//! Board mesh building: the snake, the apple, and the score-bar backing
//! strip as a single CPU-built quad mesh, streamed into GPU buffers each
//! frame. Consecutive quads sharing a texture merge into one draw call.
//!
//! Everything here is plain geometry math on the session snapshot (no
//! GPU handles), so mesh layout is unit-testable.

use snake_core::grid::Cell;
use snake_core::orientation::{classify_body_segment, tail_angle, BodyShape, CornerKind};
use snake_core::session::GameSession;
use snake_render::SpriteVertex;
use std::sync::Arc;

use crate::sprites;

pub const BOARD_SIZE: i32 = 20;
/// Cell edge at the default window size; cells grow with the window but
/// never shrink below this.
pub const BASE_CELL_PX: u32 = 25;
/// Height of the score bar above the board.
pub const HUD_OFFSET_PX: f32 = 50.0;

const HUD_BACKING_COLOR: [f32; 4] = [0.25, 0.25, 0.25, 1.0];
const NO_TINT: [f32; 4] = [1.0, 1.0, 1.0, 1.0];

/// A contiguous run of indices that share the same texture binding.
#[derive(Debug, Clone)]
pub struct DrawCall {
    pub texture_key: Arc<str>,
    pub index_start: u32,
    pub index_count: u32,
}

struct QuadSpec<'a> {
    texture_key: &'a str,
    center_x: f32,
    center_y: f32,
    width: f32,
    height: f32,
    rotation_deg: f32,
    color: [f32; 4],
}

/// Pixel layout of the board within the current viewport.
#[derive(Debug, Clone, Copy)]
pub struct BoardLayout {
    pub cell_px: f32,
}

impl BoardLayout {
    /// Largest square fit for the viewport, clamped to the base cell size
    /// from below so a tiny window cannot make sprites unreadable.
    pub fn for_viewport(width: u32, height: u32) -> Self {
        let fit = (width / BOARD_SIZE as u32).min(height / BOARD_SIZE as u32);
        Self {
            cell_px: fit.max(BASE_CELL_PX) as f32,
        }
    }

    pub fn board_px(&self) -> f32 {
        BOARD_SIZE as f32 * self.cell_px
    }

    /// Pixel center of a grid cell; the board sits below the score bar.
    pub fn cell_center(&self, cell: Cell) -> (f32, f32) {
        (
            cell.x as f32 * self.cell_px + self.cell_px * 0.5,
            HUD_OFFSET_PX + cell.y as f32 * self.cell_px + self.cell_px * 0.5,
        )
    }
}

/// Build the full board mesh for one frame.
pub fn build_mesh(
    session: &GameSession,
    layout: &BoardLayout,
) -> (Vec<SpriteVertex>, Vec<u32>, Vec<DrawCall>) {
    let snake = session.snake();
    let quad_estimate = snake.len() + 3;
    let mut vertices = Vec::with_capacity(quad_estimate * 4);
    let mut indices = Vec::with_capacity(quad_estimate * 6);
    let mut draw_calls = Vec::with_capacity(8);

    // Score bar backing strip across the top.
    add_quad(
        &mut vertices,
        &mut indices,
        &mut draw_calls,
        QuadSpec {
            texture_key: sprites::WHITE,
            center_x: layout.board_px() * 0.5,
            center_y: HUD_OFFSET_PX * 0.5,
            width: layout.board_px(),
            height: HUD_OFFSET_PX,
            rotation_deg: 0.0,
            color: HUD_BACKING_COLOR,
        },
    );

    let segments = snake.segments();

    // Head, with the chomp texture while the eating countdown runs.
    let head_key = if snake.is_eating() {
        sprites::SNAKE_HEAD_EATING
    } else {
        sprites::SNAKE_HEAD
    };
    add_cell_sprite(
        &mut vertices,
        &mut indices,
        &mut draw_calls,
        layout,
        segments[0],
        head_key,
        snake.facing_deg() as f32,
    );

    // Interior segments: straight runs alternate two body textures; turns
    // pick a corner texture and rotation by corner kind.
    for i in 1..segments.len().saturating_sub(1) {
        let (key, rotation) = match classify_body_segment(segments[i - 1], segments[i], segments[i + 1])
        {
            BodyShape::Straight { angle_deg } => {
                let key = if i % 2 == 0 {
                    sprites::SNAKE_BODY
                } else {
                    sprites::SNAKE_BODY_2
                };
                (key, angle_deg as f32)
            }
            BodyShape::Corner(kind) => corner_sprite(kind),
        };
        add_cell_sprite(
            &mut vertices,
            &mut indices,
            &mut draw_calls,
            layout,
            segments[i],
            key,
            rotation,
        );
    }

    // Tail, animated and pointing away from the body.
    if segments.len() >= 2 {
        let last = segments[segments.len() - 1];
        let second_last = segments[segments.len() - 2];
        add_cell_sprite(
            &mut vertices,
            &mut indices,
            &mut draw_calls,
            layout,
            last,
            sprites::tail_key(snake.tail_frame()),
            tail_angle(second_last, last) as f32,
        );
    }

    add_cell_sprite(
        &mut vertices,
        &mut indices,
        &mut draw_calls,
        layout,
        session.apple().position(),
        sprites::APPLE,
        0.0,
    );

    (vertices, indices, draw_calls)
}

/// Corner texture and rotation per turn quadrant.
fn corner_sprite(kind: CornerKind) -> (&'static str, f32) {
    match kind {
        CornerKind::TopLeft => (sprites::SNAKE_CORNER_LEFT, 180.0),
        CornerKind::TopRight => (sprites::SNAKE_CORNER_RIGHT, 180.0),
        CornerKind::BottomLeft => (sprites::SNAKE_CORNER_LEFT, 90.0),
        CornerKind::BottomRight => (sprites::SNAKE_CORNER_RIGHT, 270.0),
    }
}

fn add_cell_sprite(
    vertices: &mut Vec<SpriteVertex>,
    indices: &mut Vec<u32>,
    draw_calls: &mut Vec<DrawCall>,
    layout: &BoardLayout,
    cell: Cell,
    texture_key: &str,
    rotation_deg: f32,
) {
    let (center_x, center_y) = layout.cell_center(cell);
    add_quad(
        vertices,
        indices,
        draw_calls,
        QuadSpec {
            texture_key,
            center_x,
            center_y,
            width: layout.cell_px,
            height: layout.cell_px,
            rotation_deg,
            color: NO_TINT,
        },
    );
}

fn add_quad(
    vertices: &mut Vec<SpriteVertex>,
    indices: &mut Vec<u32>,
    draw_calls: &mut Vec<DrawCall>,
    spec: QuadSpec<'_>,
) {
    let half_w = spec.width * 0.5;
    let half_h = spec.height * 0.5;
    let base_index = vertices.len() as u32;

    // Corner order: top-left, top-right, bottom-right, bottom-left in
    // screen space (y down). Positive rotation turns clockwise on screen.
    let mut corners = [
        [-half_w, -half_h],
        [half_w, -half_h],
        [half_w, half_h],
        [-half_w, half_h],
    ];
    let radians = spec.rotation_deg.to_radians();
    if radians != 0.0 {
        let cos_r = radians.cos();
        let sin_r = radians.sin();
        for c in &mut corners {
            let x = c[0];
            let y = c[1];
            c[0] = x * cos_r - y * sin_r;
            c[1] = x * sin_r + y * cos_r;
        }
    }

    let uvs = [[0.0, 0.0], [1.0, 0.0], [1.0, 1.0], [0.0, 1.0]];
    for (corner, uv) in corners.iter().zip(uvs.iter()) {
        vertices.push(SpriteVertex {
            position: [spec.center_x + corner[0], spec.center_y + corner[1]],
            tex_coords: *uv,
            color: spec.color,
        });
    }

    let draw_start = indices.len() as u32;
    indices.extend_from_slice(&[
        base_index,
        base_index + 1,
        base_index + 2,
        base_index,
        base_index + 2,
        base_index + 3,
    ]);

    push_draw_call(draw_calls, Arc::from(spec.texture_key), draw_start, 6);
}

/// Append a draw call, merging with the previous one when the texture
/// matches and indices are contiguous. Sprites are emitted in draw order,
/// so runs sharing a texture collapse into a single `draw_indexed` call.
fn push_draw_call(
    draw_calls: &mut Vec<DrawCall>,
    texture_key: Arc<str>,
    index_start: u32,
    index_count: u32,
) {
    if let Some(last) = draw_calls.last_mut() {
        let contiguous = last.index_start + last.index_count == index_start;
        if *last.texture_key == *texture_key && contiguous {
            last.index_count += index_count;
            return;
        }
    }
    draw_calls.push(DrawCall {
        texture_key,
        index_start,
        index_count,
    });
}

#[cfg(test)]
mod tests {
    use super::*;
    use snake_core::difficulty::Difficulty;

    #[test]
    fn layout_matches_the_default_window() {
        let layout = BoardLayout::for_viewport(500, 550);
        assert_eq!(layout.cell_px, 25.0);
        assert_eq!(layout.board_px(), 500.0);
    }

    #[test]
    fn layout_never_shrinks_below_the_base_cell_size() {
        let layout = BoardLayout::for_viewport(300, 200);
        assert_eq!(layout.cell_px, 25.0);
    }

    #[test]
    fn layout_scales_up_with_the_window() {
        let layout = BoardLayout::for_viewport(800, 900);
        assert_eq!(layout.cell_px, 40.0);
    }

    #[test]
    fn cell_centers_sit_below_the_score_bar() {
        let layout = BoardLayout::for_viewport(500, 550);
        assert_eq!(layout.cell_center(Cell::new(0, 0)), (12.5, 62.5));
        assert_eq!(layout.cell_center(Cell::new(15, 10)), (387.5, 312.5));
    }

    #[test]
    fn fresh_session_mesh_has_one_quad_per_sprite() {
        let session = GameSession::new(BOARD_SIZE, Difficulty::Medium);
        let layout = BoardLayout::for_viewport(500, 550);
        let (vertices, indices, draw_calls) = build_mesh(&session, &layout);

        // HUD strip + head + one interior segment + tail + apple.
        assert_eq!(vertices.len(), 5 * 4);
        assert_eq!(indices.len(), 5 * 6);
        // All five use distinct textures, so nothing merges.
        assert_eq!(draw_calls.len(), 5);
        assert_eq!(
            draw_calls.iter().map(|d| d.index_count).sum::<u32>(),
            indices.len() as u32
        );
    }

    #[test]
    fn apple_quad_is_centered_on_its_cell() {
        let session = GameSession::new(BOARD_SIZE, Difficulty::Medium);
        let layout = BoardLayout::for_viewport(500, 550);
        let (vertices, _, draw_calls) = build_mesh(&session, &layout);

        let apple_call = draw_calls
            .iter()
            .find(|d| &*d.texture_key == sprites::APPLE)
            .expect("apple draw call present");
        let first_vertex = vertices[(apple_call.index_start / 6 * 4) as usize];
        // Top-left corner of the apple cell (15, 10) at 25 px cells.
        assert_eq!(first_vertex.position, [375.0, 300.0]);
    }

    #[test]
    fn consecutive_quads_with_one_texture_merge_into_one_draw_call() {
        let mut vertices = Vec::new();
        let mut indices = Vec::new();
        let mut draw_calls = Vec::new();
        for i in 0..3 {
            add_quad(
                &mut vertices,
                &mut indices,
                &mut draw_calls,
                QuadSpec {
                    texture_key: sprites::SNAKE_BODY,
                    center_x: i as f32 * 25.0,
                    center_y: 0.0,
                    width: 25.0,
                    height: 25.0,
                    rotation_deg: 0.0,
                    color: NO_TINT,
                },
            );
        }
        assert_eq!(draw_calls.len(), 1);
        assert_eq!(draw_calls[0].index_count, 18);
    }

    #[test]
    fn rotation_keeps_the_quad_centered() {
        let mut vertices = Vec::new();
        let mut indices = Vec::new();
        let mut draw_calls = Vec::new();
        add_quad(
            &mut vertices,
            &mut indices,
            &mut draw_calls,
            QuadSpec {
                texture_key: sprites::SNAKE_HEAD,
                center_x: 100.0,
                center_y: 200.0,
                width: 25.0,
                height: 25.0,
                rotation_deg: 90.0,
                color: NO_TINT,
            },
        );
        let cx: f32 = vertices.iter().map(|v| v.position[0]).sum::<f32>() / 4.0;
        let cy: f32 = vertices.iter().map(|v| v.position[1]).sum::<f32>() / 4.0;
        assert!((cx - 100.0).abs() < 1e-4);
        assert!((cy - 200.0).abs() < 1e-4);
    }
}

┄┄┄┄┄┄┄┄┄┄

- _Task objective_
"const NO_TINT: [f32;" marks the last line to print; print everything from the first line of the data through that line, unchanged, and nothing more.

- _Task output_
//! Board mesh building: the snake, the apple, and the score-bar backing
//! strip as a single CPU-built quad mesh, streamed into GPU buffers each
//! frame. Consecutive quads sharing a texture merge into one draw call.
//!
//! Everything here is plain geometry math on the session snapshot (no
//! GPU handles), so mesh layout is unit-testable.

use snake_core::grid::Cell;
use snake_core::orientation::{classify_body_segment, tail_angle, BodyShape, CornerKind};
use snake_core::session::GameSession;
use snake_render::SpriteVertex;
use std::sync::Arc;

use crate::sprites;

pub const BOARD_SIZE: i32 = 20;
/// Cell edge at the default window size; cells grow with the window but
/// never shrink below this.
pub const BASE_CELL_PX: u32 = 25;
/// Height of the score bar above the board.
pub const HUD_OFFSET_PX: f32 = 50.0;

const HUD_BACKING_COLOR: [f32; 4] = [0.25, 0.25, 0.25, 1.0];
const NO_TINT: [f32; 4] = [1.0, 1.0, 1.0, 1.0];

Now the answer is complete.